DATA FOR THIS TASK —
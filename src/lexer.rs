//! Splits a directive into `key=value` clauses.
//!
//! Whitespace (newlines included) separates clauses and may surround the `=`.
//! A value is either bare, running until the next whitespace, or quoted with
//! `"` or `'`, in which case whitespace and `=` lose their meaning until the
//! matching quote. Inside quotes a backslash escapes the active quote
//! character or another backslash; any other backslash is kept as is.
//!
//! No-break spaces are part of a value, not separators.
use std::{iter::Peekable, str::CharIndices};

use crate::error::Error;

/// Whether `c` separates clauses: Unicode whitespace except the no-break
/// spaces and NEL, plus the ASCII information separators.
pub(crate) fn is_separator(c: char) -> bool {
	match c {
		'\u{a0}' | '\u{85}' | '\u{2007}' | '\u{202f}' => false,
		'\u{1c}'..='\u{1f}' => true,
		c => c.is_whitespace(),
	}
}

/// One clause of a directive.
#[derive(Debug, Clone, PartialEq, Eq)]
pub(crate) struct Clause<'a> {
	/// The option name as written
	pub(crate) key: &'a str,
	/// The unquoted value, `None` for a bare flag such as `attrsonly`
	pub(crate) value: Option<String>,
	/// Byte offset of the key in the directive
	pub(crate) position: usize,
}

/// Iterator over the clauses of a directive.
#[derive(Debug)]
pub(crate) struct Lexer<'a> {
	/// The directive being scanned
	source: &'a str,
	/// Scan cursor
	chars: Peekable<CharIndices<'a>>,
}

impl<'a> Lexer<'a> {
	/// Create a lexer over the given directive.
	pub(crate) fn new(source: &'a str) -> Self {
		Self { source, chars: source.char_indices().peekable() }
	}

	/// Byte offset of the next character.
	fn offset(&mut self) -> usize {
		self.chars.peek().map_or(self.source.len(), |&(i, _)| i)
	}

	/// Skip over any whitespace.
	fn skip_whitespace(&mut self) {
		while self.chars.next_if(|&(_, c)| is_separator(c)).is_some() {}
	}

	/// Append characters up to the next whitespace to `value`.
	fn read_bare(&mut self, value: &mut String) {
		while let Some((_, c)) = self.chars.next_if(|&(_, c)| !is_separator(c)) {
			value.push(c);
		}
	}

	/// Read a value starting at the cursor.
	fn read_value(&mut self, key: &str) -> Result<String, Error> {
		let mut value = String::new();
		let Some((position, quote)) =
			self.chars.next_if(|&(_, c)| c == '"' || c == '\'')
		else {
			self.read_bare(&mut value);
			return Ok(value);
		};

		loop {
			match self.chars.next() {
				None => {
					return Err(Error::UnterminatedQuote { option: key.to_owned(), position });
				}
				Some((_, c)) if c == quote => break,
				Some((_, '\\')) => {
					match self.chars.next_if(|&(_, c)| c == quote || c == '\\') {
						Some((_, escaped)) => value.push(escaped),
						None => value.push('\\'),
					}
				}
				Some((_, c)) => value.push(c),
			}
		}
		// Anything glued to the closing quote belongs to the same value
		self.read_bare(&mut value);
		Ok(value)
	}
}

impl<'a> Iterator for Lexer<'a> {
	type Item = Result<Clause<'a>, Error>;

	fn next(&mut self) -> Option<Self::Item> {
		self.skip_whitespace();
		let position = self.offset();
		if position == self.source.len() {
			return None;
		}

		while self.chars.next_if(|&(_, c)| c != '=' && !is_separator(c)).is_some() {}
		let end = self.offset();
		let source = self.source;
		let key = &source[position..end];

		self.skip_whitespace();
		if self.chars.next_if(|&(_, c)| c == '=').is_none() {
			return Some(Ok(Clause { key, value: None, position }));
		}
		self.skip_whitespace();

		Some(self.read_value(key).map(|value| Clause { key, value: Some(value), position }))
	}
}

#[cfg(test)]
mod tests {
	#![allow(clippy::unwrap_used)]

	use super::{Clause, Lexer};
	use crate::error::Error;

	/// Collect `(key, value)` pairs, panicking on errors
	fn pairs(s: &str) -> Vec<(&str, Option<String>)> {
		Lexer::new(s).map(|clause| clause.unwrap()).map(|c| (c.key, c.value)).collect()
	}

	fn some(s: &str) -> Option<String> {
		Some(s.to_owned())
	}

	#[test]
	fn empty() {
		assert!(pairs("").is_empty());
		assert!(pairs(" \n\t ").is_empty());
	}

	#[test]
	fn no_break_space_is_not_a_separator() {
		assert_eq!(pairs("rid=\u{a0}1"), [("rid", some("\u{a0}1"))]);
		assert_eq!(pairs("rid=1\u{202f}2\tscope=sub"), [("rid", some("1\u{202f}2")), ("scope", some("sub"))]);
		assert_eq!(pairs("rid=1\u{1f}scope=sub"), [("rid", some("1")), ("scope", some("sub"))]);
	}

	#[test]
	fn whitespace_around_equals() {
		assert_eq!(pairs("  rid = 123  "), [("rid", some("123"))]);
		assert_eq!(pairs("rid\n=\n123"), [("rid", some("123"))]);
	}

	#[test]
	fn positions() {
		let clauses: Vec<Clause<'_>> = Lexer::new("rid=1  scope=sub").map(Result::unwrap).collect();
		assert_eq!(clauses[0].position, 0);
		assert_eq!(clauses[1].position, 7);
	}

	#[test]
	fn bare_values_may_contain_equals_and_commas() {
		assert_eq!(
			pairs("binddn=cn=syncuser,dc=example,dc=com filter=(objectClass=*)"),
			[("binddn", some("cn=syncuser,dc=example,dc=com")), ("filter", some("(objectClass=*)"))]
		);
	}

	#[test]
	fn quoted_values() {
		assert_eq!(
			pairs("retry=\"60 +\"\nlogbase='cn=access log'"),
			[("retry", some("60 +")), ("logbase", some("cn=access log"))]
		);
	}

	#[test]
	fn escapes() {
		assert_eq!(pairs(r#"credentials="pass\"word""#), [("credentials", some("pass\"word"))]);
		assert_eq!(pairs(r"credentials='it\'s'"), [("credentials", some("it's"))]);
		assert_eq!(pairs(r#"credentials="a\\b""#), [("credentials", some("a\\b"))]);
		assert_eq!(pairs(r#"credentials="a\nb""#), [("credentials", some("a\\nb"))]);
		assert_eq!(pairs(r#"credentials="it's""#), [("credentials", some("it's"))]);
	}

	#[test]
	fn text_after_closing_quote_is_kept() {
		assert_eq!(pairs("credentials=\"abc\"def rid=1"), [
			("credentials", some("abcdef")),
			("rid", some("1"))
		]);
	}

	#[test]
	fn flags_and_empty_values() {
		assert_eq!(pairs("attrsonly rid=1"), [("attrsonly", None), ("rid", some("1"))]);
		assert_eq!(pairs("rid="), [("rid", some(""))]);
		assert_eq!(pairs("rid=\"\""), [("rid", some(""))]);
	}

	#[test]
	fn unterminated_quote() {
		let mut lexer = Lexer::new("rid=1 searchbase=\"dc=example");
		assert!(lexer.next().unwrap().is_ok());
		assert_eq!(
			lexer.next().unwrap(),
			Err(Error::UnterminatedQuote { option: "searchbase".to_owned(), position: 17 })
		);
		assert!(lexer.next().is_none());
	}
}
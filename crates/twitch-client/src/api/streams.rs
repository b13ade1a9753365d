use super::channels::{channel_item, public_url};
use super::*;
use crate::content::{DirectoryFilter, DirectoryResponse, Item, Source};
use crate::locale;

impl TwitchApiClient {
    /// Get one page of live channels, optionally narrowed to a game and a
    /// broadcaster language.
    pub async fn list_channels(
        &self,
        filter: &DirectoryFilter,
        cursor: Option<u64>,
    ) -> Result<DirectoryResponse, TwitchError> {
        let offset = page_offset(cursor);
        let mut query = vec![("limit", PAGE_SIZE.to_string()), ("offset", offset.to_string())];
        if let Some(game) = filter.game.as_ref().filter(|g| !g.is_empty()) {
            query.push(("game", game.clone()));
        }
        if let Some(language) = filter.language.as_ref().filter(|l| !l.is_empty()) {
            if !locale::is_known_language(language) {
                tracing::debug!(language = %language, "Filtering by unlisted language");
            }
            query.push(("language", language.clone()));
        }

        let resp: KrakenStreams = self.get_json("kraken/streams", &query).await?;
        Ok(stream_page(resp, offset))
    }

    /// Get one page of live channels matching a text query.
    pub async fn search_channels(
        &self,
        search: &str,
        cursor: Option<u64>,
    ) -> Result<DirectoryResponse, TwitchError> {
        let offset = page_offset(cursor);
        let query = [
            ("query", search.to_owned()),
            ("limit", PAGE_SIZE.to_string()),
            ("offset", offset.to_string()),
        ];

        let resp: KrakenStreams = self.get_json("kraken/search/streams", &query).await?;
        Ok(stream_page(resp, offset))
    }
}

/// Reshape a stream page. Listing items link to the channel page; the
/// playback handshake only runs for single items.
pub(super) fn stream_page(resp: KrakenStreams, offset: u64) -> DirectoryResponse {
    let returned = resp.streams.len();
    let items = resp
        .streams
        .into_iter()
        .map(|stream| {
            let source = Source::external(public_url(&stream.channel));
            let mut item = channel_item(stream.channel, vec![source]);
            if item.game.is_none() {
                item.game = stream.game.filter(|g| !g.is_empty());
            }
            Item::Channel(item)
        })
        .collect();

    DirectoryResponse {
        items,
        next_cursor: next_stream_cursor(offset, returned),
        features: locale::channel_features(),
    }
}
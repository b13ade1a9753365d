//! Twitch addon for the media-browser host.
//!
//! Serves the addon manifest and the `directory`, `item` and `source`
//! actions over HTTP, backed by [`twitch_client`].

pub mod app;
pub mod config;
pub mod handlers;
pub mod manifest;
pub mod server;

use tracing_subscriber::EnvFilter;

use config::AddonConfig;

/// Load `.env`, read the configuration and start tracing.
pub fn init_foundation() -> Result<AddonConfig, anyhow::Error> {
    let dotenv = config::load_dotenv();
    let config = AddonConfig::load()?;
    init_tracing(config.debug);

    match dotenv {
        Some(path) => tracing::info!("Loaded .env from: {path}"),
        None => tracing::info!("No .env file found, using system environment variables"),
    }
    if config.client_id.is_none() {
        tracing::warn!("TWITCH_CLIENT_ID is not set; Twitch will reject most requests");
    }

    tracing::info!(
        port = config.server_port,
        api = %config.api_base,
        "Configuration loaded"
    );
    Ok(config)
}

/// `RUST_LOG` wins when set; otherwise `DEBUG` raises the default level.
fn init_tracing(debug: bool) {
    let filter = EnvFilter::try_from_default_env()
        .unwrap_or_else(|_| EnvFilter::new(if debug { "debug" } else { "info" }));
    tracing_subscriber::fmt().with_env_filter(filter).init();
}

DIRECTIONS FOR THIS TASK —
Show each line of the material above where "KrakenStreams" occurs.

ANSWER SECTION —
        let resp: KrakenStreams = self.get_json("kraken/streams", &query).await?;
        let resp: KrakenStreams = self.get_json("kraken/search/streams", &query).await?;
pub(super) fn stream_page(resp: KrakenStreams, offset: u64) -> DirectoryResponse {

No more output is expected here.